No one is summoning ghosts.
It's not like Casper, who's going to bring you some flowers.
Generally, people are anti-ghosts.
Yes.
Ghosts suck.
Ghosts are bullshit, brah.
They bring a party down.
We are not fans of ghosts, regardless.
Here's what I like about this.
Let's leave the fact of their existence aside.
They suck.
Yeah.
Bunch of douchebags.
No one's ever laughed with a ghost.
No.
No.
Except for the times that they have.
But like, no, ghosts have laughed at you.
That's definitely true.
You're never laughing with a ghost.
No one's like.
Why not?
Slimer, maybe.
Oh, there's definitely slimer.
Yeah.
Oh, boy.
There's a lot of in Ghostbusters.
There's plenty of very funny ghosts.
Mm-hmm.
I think that
he's saying that they're a subset of demons, right?
I mean, like,
that's kind of where he's coming down.
Yeah.
Well, I mean, I appreciate that.
I think that's the correct choice.
You can't have ghosts because that would suggest people are capable of saying fuck off to God, which you can't have.

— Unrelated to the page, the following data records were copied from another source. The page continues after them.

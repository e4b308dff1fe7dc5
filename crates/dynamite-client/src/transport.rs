//! The HTTP seam.
//!
//! [`DynamoDbClient`](crate::DynamoDbClient) hands a fully built and signed
//! request to an [`HttpTransport`] and gets the buffered response back.
//! Tests plug in an in-memory transport; production uses [`ReqwestTransport`].

use std::fmt;

use async_trait::async_trait;
use bytes::Bytes;

use crate::config::ClientConfig;
use crate::error::ClientError;

/// Sends one request and buffers the whole response.
#[async_trait]
pub trait HttpTransport: Send + Sync + fmt::Debug {
    /// Send `request`.
    ///
    /// Any HTTP status is a successful send; only failures to obtain a
    /// response are errors.
    async fn send(&self, request: http::Request<Bytes>)
    -> Result<http::Response<Bytes>, ClientError>;
}

/// [`HttpTransport`] over a pooled `reqwest::Client`.
#[derive(Debug, Clone)]
pub struct ReqwestTransport {
    client: reqwest::Client,
    request_timeout: std::time::Duration,
}

impl ReqwestTransport {
    /// Build a connection pool with the configured timeouts.
    ///
    /// # Errors
    ///
    /// Returns [`ClientError::InvalidConfig`] if the TLS backend cannot be initialized.
    pub fn new(config: &ClientConfig) -> Result<Self, ClientError> {
        let client = reqwest::Client::builder()
            .connect_timeout(config.connect_timeout)
            .timeout(config.request_timeout)
            .build()
            .map_err(|e| ClientError::InvalidConfig(format!("http client: {e}")))?;
        Ok(Self {
            client,
            request_timeout: config.request_timeout,
        })
    }

    /// Use an existing `reqwest::Client`, for callers that share a pool.
    #[must_use]
    pub fn from_client(client: reqwest::Client, config: &ClientConfig) -> Self {
        Self {
            client,
            request_timeout: config.request_timeout,
        }
    }

    fn map_error(&self, err: reqwest::Error) -> ClientError {
        if err.is_timeout() {
            ClientError::Timeout(self.request_timeout)
        } else {
            ClientError::transport(err)
        }
    }
}

#[async_trait]
impl HttpTransport for ReqwestTransport {
    async fn send(
        &self,
        request: http::Request<Bytes>,
    ) -> Result<http::Response<Bytes>, ClientError> {
        let request = reqwest::Request::try_from(request).map_err(ClientError::transport)?;
        let response = self
            .client
            .execute(request)
            .await
            .map_err(|e| self.map_error(e))?;

        let status = response.status();
        let headers = response.headers().clone();
        let body = response.bytes().await.map_err(|e| self.map_error(e))?;

        let mut out = http::Response::new(body);
        *out.status_mut() = status;
        *out.headers_mut() = headers;
        Ok(out)
    }
}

It has narrative cleanness.
Exactly.
Yeah.
Now, let me ask you about psychics.
Oh, absolutely not.
So Lee doesn't like psychics.
Sure.
We know that Tucker should.
Tucker is a psychic.
Well, he's not.
He likes Alex.
Yes, exactly.
He's a psychic.
Yes.
So it's kind of surprising that they both fucking hate psychics.
Really?
Are you pro-psychic?
I'm anti-psychic.
Yeah.
Yeah, I am too.
Why are you anti-psychic?
Because the Bible says do not consult mediums.
Do not
consult psychics.
That's not.
That's very clear.
Multiple places in scripture.
Do not do it.
Oh, it, well, among the ancient Hebrews, that was a death penalty offense.
Exactly, it was.
Oh, man, this is bad news for Alex.
I'm confused.
About what?
We're.
Okay.
See, now I thought he was going to go with psychics are not real.
Oh.
I was a fool.
Yeah.
Because he's going with psychics are bad.
They're very real and bad because their powers are dangerous.
Right.
When Tucker says that it was a death penalty offense, he explains that it's like because it was so dangerous.
Right.
That these people
couldn't see the future.
Even if we wanted to use their knowledge, we had to destroy it.
Otherwise, it would have corrupted us.
Yeah.
And I guess...
I think that's what the minority report is about.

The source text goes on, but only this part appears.